[Start of section]

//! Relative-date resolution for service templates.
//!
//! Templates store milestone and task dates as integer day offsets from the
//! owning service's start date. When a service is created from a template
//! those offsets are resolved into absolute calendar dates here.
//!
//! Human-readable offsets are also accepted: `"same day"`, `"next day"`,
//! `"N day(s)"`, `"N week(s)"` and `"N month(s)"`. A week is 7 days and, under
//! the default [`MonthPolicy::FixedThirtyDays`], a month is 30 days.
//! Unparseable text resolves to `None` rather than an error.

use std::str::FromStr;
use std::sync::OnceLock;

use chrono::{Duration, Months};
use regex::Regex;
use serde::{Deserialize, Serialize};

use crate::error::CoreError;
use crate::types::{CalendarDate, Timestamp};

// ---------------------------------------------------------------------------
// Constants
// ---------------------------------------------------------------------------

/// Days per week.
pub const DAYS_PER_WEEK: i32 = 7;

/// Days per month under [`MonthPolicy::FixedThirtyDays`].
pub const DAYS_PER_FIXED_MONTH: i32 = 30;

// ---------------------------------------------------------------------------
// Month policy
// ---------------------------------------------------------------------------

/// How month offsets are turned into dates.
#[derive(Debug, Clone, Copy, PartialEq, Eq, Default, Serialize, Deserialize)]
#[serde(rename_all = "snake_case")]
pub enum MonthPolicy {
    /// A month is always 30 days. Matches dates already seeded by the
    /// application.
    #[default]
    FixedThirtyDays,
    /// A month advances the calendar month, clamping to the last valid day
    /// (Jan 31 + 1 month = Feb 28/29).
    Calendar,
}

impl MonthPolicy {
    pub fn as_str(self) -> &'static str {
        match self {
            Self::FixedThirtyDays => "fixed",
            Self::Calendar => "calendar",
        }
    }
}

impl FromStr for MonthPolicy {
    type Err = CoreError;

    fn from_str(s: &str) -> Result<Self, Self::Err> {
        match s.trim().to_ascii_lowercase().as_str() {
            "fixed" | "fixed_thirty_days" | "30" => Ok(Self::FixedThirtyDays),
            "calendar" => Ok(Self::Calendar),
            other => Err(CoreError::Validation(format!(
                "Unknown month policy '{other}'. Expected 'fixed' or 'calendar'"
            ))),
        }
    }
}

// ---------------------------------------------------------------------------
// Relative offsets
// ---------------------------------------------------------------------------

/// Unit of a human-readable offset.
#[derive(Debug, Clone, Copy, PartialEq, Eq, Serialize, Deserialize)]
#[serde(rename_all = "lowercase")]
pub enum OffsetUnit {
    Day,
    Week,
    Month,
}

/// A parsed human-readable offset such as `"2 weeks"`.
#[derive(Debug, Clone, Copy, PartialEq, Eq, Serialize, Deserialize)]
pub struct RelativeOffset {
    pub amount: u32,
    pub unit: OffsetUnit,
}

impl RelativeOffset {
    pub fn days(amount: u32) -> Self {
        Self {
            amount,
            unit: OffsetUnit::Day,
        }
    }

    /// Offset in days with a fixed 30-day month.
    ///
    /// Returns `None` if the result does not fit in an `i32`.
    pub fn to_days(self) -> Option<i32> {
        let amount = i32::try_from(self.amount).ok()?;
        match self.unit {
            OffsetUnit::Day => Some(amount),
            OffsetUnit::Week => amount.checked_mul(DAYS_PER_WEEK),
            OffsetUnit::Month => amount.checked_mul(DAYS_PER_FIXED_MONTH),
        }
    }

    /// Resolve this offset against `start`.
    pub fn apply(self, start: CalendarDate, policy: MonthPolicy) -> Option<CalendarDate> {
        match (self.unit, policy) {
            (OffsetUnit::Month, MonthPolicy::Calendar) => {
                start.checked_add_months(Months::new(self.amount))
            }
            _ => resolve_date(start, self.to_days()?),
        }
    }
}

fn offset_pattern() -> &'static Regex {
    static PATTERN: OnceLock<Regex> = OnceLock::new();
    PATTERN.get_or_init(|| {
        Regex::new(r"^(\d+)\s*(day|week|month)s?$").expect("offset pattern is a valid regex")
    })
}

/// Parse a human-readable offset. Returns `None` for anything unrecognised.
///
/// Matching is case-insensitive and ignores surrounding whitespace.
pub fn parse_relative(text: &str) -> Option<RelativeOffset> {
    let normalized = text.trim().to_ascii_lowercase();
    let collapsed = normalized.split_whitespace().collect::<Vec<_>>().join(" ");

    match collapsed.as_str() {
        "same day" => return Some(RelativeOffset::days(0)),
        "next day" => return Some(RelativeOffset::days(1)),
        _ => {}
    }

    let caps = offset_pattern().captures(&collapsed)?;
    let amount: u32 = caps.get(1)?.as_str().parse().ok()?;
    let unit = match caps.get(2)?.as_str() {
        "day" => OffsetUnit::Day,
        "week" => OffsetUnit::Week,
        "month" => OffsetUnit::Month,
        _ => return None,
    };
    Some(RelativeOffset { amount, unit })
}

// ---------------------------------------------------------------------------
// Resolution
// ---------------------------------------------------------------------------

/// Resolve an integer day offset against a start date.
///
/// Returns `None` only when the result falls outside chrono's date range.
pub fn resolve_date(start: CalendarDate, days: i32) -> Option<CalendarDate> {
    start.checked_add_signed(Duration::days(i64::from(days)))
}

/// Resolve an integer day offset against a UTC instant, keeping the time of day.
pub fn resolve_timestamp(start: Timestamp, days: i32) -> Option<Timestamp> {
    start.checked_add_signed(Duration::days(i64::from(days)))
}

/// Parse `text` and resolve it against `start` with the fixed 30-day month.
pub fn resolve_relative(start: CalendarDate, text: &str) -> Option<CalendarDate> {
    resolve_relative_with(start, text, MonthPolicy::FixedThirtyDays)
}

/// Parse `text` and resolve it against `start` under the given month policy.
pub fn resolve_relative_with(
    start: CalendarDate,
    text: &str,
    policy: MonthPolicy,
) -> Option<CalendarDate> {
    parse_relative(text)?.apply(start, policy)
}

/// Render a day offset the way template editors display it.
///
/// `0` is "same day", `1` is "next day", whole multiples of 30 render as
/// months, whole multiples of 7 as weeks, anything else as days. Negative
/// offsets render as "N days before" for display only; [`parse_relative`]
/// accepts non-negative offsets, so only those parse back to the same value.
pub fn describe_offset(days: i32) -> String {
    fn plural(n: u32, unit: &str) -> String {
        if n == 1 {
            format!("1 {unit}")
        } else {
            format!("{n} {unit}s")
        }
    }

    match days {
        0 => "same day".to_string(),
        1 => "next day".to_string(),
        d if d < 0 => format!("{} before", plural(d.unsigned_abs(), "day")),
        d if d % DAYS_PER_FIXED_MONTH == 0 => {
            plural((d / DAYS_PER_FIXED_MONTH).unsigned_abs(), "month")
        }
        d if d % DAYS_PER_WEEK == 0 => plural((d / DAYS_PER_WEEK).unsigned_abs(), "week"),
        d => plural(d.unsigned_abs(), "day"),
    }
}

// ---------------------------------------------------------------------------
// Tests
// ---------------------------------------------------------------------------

[End of section]

● **Brief**
What are the lines, exactly as written above, from the line with "match (self.unit, policy)" to the line with "static PATTERN: OnceLock<Regex>", both included? Output only those.

● **Answer to this task**
        match (self.unit, policy) {
            (OffsetUnit::Month, MonthPolicy::Calendar) => {
                start.checked_add_months(Months::new(self.amount))
            }
            _ => resolve_date(start, self.to_days()?),
        }
    }
}

fn offset_pattern() -> &'static Regex {
    static PATTERN: OnceLock<Regex> = OnceLock::new();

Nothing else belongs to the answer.